What Is Fawning? Understanding This Hidden Trauma Response
- Jennifer Shlomovich
- Apr 15
- 3 min read

Have you ever found yourself saying yes when you really wanted to say no, or putting someone else’s needs ahead of your own just to keep the peace? This pattern is often labeled as people-pleasing, but there’s a deeper layer that many don’t realize—it can be a nervous system response known as fawning. Fawning is a survival strategy where we prioritize others’ comfort, approval, or safety over our own in order to avoid conflict, rejection, or emotional discomfort. What may look like being “nice” on the surface is often rooted in a learned need to feel safe and accepted, even at the cost of abandoning ourselves.
As a recovering people-pleaser, I still feel challenged by this ingrained need to not upset or disapoint others. The awareness I have around my triggers for this behavior has helped me prioritize my needs much better. It's been an on going process of healing and growth.
Examples of fawning include:
Saying yes when you want to say no
Agreeing to things out of fear of disappointing someone or causing conflict.
Over-apologizing
Saying “I’m sorry” excessively, even when you haven’t done anything wrong.
Avoiding conflict at all costs
Keeping your true thoughts or feelings to yourself to maintain peace.
People-pleasing to gain approval
Going out of your way to be liked, even if it means ignoring your own needs.
Taking responsibility for others’ emotions
Feeling like it’s your job to keep everyone else happy or comfortable.
Struggling to express your needs
Feeling guilty, anxious, or selfish for wanting or asking for something.

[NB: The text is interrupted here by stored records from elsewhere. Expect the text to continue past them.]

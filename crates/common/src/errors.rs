use serde_json::Value;
use thiserror::Error;

/// Error hierarchy for the Uni Control client.
///
/// Every public operation in the workspace returns `ApiResult<T>`. The
/// variants map directly onto the failure taxonomy: transport problems,
/// structured HTTP failures, the single terminal session-expired path,
/// decode failures and token-store persistence failures.
#[derive(Error, Debug)]
pub enum ApiError {
    // === Transport ===
    #[error("network error: {0}")]
    Network(#[from] reqwest::Error),

    // === Backend rejected the request ===
    #[error("HTTP {status}: {message}")]
    Http {
        status: u16,
        message: String,
        /// Raw server body, kept for diagnostics.
        detail: Option<Value>,
    },

    // === Terminal auth failure: refresh token absent or rejected ===
    #[error("session expired")]
    SessionExpired,

    // === Payload could not be decoded where a body was required ===
    #[error("decode error: {0}")]
    Decode(#[from] serde_json::Error),

    // === Token store persistence ===
    #[error("storage error: {0}")]
    Storage(#[from] std::io::Error),
}

pub type ApiResult<T> = Result<T, ApiError>;

impl ApiError {
    /// HTTP status for `Http` errors, `None` for every other variant.
    pub fn status(&self) -> Option<u16> {
        match self {
            ApiError::Http { status, .. } => Some(*status),
            _ => None,
        }
    }

    /// Build an `Http` error from a non-2xx response body.
    ///
    /// The human-readable message is sourced from the server's `detail`
    /// field, then `message`, then a generic fallback, matching the
    /// precedence the backend's FastAPI-style error bodies use.
    pub fn from_response(status: u16, body: Value) -> Self {
        let message = body
            .get("detail")
            .and_then(Value::as_str)
            .or_else(|| body.get("message").and_then(Value::as_str))
            .unwrap_or("Request failed")
            .to_string();
        let detail = if body.is_null() { None } else { Some(body) };
        ApiError::Http {
            status,
            message,
            detail,
        }
    }

    pub fn is_session_expired(&self) -> bool {
        matches!(self, ApiError::SessionExpired)
    }
}
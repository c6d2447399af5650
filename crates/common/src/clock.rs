use std::fmt::Debug;
use std::sync::atomic::{AtomicI64, Ordering};
use std::time::Duration;

/// Wall-clock abstraction.
///
/// Token age, activity stamps and cache TTLs are all computed from this
/// trait so tests can step time by hand instead of sleeping.
pub trait Clock: Send + Sync + Debug {
    /// Milliseconds since the Unix epoch.
    fn now_millis(&self) -> i64;
}

#[derive(Debug, Default, Clone, Copy)]
pub struct SystemClock;

impl Clock for SystemClock {
    fn now_millis(&self) -> i64 {
        chrono::Utc::now().timestamp_millis()
    }
}

/// Hand-driven clock for tests.
#[derive(Debug)]
pub struct ManualClock {
    millis: AtomicI64,
}

impl ManualClock {
    pub fn new(start_millis: i64) -> Self {
        Self {
            millis: AtomicI64::new(start_millis),
        }
    }

    pub fn advance(&self, by: Duration) {
        self.millis.fetch_add(by.as_millis() as i64, Ordering::SeqCst);
    }

    pub fn set(&self, millis: i64) {
        self.millis.store(millis, Ordering::SeqCst);
    }
}

impl Clock for ManualClock {
    fn now_millis(&self) -> i64 {
        self.millis.load(Ordering::SeqCst)
    }
}

#[cfg(test)]
mod tests {
    use super::*;

    #[test]
    fn manual_clock_advances() {
        let clock = ManualClock::new(1_000);
        assert_eq!(clock.now_millis(), 1_000);
        clock.advance(Duration::from_millis(250));
        assert_eq!(clock.now_millis(), 1_250);
        clock.set(0);
        assert_eq!(clock.now_millis(), 0);
    }

    #[test]
    fn system_clock_is_monotonic_enough() {
        let clock = SystemClock;
        let a = clock.now_millis();
        let b = clock.now_millis();
        assert!(b >= a);
    }
}
pub mod clock;
pub mod config;
pub mod errors;
pub mod logging;

pub use clock::{Clock, ManualClock, SystemClock};
pub use config::{ClientConfig, PollConfig, SessionConfig};
pub use errors::{ApiError, ApiResult};
//! Resilient HTTP client for the Uni Control backend.
//!
//! One chokepoint (`ApiClient`) issues every request, stamps user
//! activity, transparently refreshes an expired access token at most once
//! per request, and surfaces a single terminal `SessionExpired` failure
//! when recovery is impossible. Token persistence sits behind the
//! `TokenStorage` trait so embedders can plug in whatever key-value
//! storage the platform offers.

mod activity;
mod auth;
mod endpoints;
mod http;
mod navigate;
mod refresh;
mod token_store;

pub use activity::{ActivityTracker, InactivityWatch, InteractionKind};
pub use auth::LoginResponse;
pub use http::{ApiClient, QueryParams, RequestOptions, SessionTasks};
pub use navigate::{Navigator, NoopNavigator};
pub use refresh::{ProactiveRefresh, RefreshCoordinator, TokenPair};
pub use token_store::{keys, FileTokenStorage, MemoryTokenStorage, TokenStorage, TokenStore};
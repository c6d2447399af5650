use std::time::Duration;

/// Cached collections the store manages and the poller can subscribe to.
#[derive(Debug, Clone, Copy, PartialEq, Eq, Hash)]
pub enum ResourceKind {
    Groups,
    Students,
    Schedule,
    Attendance,
    Notifications,
    Reports,
    Clubs,
    Subjects,
    Directions,
    Tournaments,
    Stats,
    UnreadCount,
}

impl ResourceKind {
    pub fn all() -> &'static [ResourceKind] {
        &[
            ResourceKind::Groups,
            ResourceKind::Students,
            ResourceKind::Schedule,
            ResourceKind::Attendance,
            ResourceKind::Notifications,
            ResourceKind::Reports,
            ResourceKind::Clubs,
            ResourceKind::Subjects,
            ResourceKind::Directions,
            ResourceKind::Tournaments,
            ResourceKind::Stats,
            ResourceKind::UnreadCount,
        ]
    }
}

/// A collection with a freshness stamp.
///
/// `data` and `timestamp` move independently on purpose: invalidation
/// drops only the stamp, so optimistic local data keeps rendering while
/// the next read refetches.
#[derive(Debug, Clone)]
pub struct CacheEntry<T> {
    data: Option<T>,
    timestamp: Option<i64>,
    ttl: Duration,
}

impl<T> CacheEntry<T> {
    pub fn new(ttl: Duration) -> Self {
        Self {
            data: None,
            timestamp: None,
            ttl,
        }
    }

    /// Fresh iff a fetch has been stamped and its age is strictly below
    /// the TTL.
    pub fn is_fresh(&self, now_millis: i64) -> bool {
        match self.timestamp {
            Some(stamp) => now_millis.saturating_sub(stamp) < self.ttl.as_millis() as i64,
            None => false,
        }
    }

    pub fn store(&mut self, data: T, now_millis: i64) {
        self.data = Some(data);
        self.timestamp = Some(now_millis);
    }

    /// Mark stale without dropping the data.
    pub fn invalidate(&mut self) {
        self.timestamp = None;
    }

    pub fn data(&self) -> Option<&T> {
        self.data.as_ref()
    }

    pub fn data_mut(&mut self) -> Option<&mut T> {
        self.data.as_mut()
    }

    pub fn ttl(&self) -> Duration {
        self.ttl
    }
}
use tracing_subscriber::{fmt, EnvFilter};

/// Install the global tracing subscriber.
///
/// Filtering comes from `RUST_LOG` (default `info`). Safe to call more
/// than once; a second call is a no-op instead of a panic, which matters
/// for tests that share a process.
pub fn init() {
    let filter = EnvFilter::try_from_default_env().unwrap_or_else(|_| EnvFilter::new("info"));
    let _ = fmt()
        .with_env_filter(filter)
        .with_target(true)
        .try_init();
}

#[cfg(test)]
mod tests {
    #[test]
    fn init_is_idempotent() {
        super::init();
        super::init();
    }
}
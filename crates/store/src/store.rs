//! In-memory normalized copy of every backend collection.
//!
//! Reads go through a TTL check: a fresh cache answers without touching
//! the network, a stale or forced read replaces the whole collection.
//! Writes call the backend first, then patch the local collection with
//! the confirmed item and drop the freshness stamp of the resource and
//! of everything denormalized against it.

use crate::cache::{CacheEntry, ResourceKind};
use crate::models::*;
use crate::page::ListResponse;
use client::{ApiClient, QueryParams};
use common::{ApiResult, Clock};
use parking_lot::RwLock;
use serde::Deserialize;
use serde_json::Value;
use std::collections::HashMap;
use std::future::Future;
use std::sync::Arc;
use tracing::debug;

/// Per-resource request state, mirrored for UI consumption.
#[derive(Debug, Clone, Default, PartialEq)]
pub struct ResourceStatus {
    pub loading: bool,
    pub error: Option<String>,
}

struct Collections {
    groups: CacheEntry<Vec<Group>>,
    students: CacheEntry<Vec<Student>>,
    schedule: CacheEntry<Vec<ScheduleItem>>,
    attendance: CacheEntry<Vec<AttendanceRecord>>,
    notifications: CacheEntry<Vec<Notification>>,
    reports: CacheEntry<Vec<Report>>,
    clubs: CacheEntry<Vec<Club>>,
    subjects: CacheEntry<Vec<Subject>>,
    directions: CacheEntry<Vec<Direction>>,
    tournaments: CacheEntry<Vec<Tournament>>,
    stats: CacheEntry<DashboardStats>,
    unread_count: CacheEntry<u64>,
    status: HashMap<ResourceKind, ResourceStatus>,
}

impl Collections {
    fn new(config: &common::PollConfig) -> Self {
        let slow = config.slow_ttl();
        let fast = config.fast_ttl();
        Self {
            groups: CacheEntry::new(slow),
            students: CacheEntry::new(slow),
            schedule: CacheEntry::new(slow),
            attendance: CacheEntry::new(fast),
            notifications: CacheEntry::new(fast),
            reports: CacheEntry::new(slow),
            clubs: CacheEntry::new(slow),
            subjects: CacheEntry::new(slow),
            directions: CacheEntry::new(slow),
            tournaments: CacheEntry::new(slow),
            stats: CacheEntry::new(config.stats_ttl()),
            unread_count: CacheEntry::new(fast),
            status: HashMap::new(),
        }
    }

    fn status_mut(&mut self, kind: ResourceKind) -> &mut ResourceStatus {
        self.status.entry(kind).or_default()
    }

    fn invalidate(&mut self, kind: ResourceKind) {
        match kind {
            ResourceKind::Groups => self.groups.invalidate(),
            ResourceKind::Students => self.students.invalidate(),
            ResourceKind::Schedule => self.schedule.invalidate(),
            ResourceKind::Attendance => self.attendance.invalidate(),
            ResourceKind::Notifications => self.notifications.invalidate(),
            ResourceKind::Reports => self.reports.invalidate(),
            ResourceKind::Clubs => self.clubs.invalidate(),
            ResourceKind::Subjects => self.subjects.invalidate(),
            ResourceKind::Directions => self.directions.invalidate(),
            ResourceKind::Tournaments => self.tournaments.invalidate(),
            ResourceKind::Stats => self.stats.invalidate(),
            ResourceKind::UnreadCount => self.unread_count.invalidate(),
        }
    }
}

/// Decode a list response of either envelope shape and normalize every
/// item; a malformed element degrades to its defaulted form.
fn decode_collection<W, D>(value: Value) -> Vec<D>
where
    W: for<'de> Deserialize<'de> + Default,
    D: From<W>,
{
    let list: ListResponse<Value> =
        serde_json::from_value(value).unwrap_or(ListResponse::Bare(Vec::new()));
    list.into_items()
        .into_iter()
        .map(normalize_item::<W, D>)
        .collect()
}

#[derive(Clone)]
pub struct DataStore {
    api: Arc<ApiClient>,
    inner: Arc<RwLock<Collections>>,
}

Over-explaining or justifying yourself
Feeling the need to give long explanations to be understood or accepted.
Changing yourself to fit in
Adapting your personality, opinions, or preferences depending on who you’re with.
Freezing or going along with things that feel uncomfortable
Not speaking up in the moment, even when something doesn’t feel right.
Being hyper-aware of others’ moods
Constantly scanning for how others are feeling and adjusting your behavior accordingly.
Healing fawning isn’t about becoming someone new—it’s about slowly remembering that your needs, your voice, and your truth matter too. You are worthy!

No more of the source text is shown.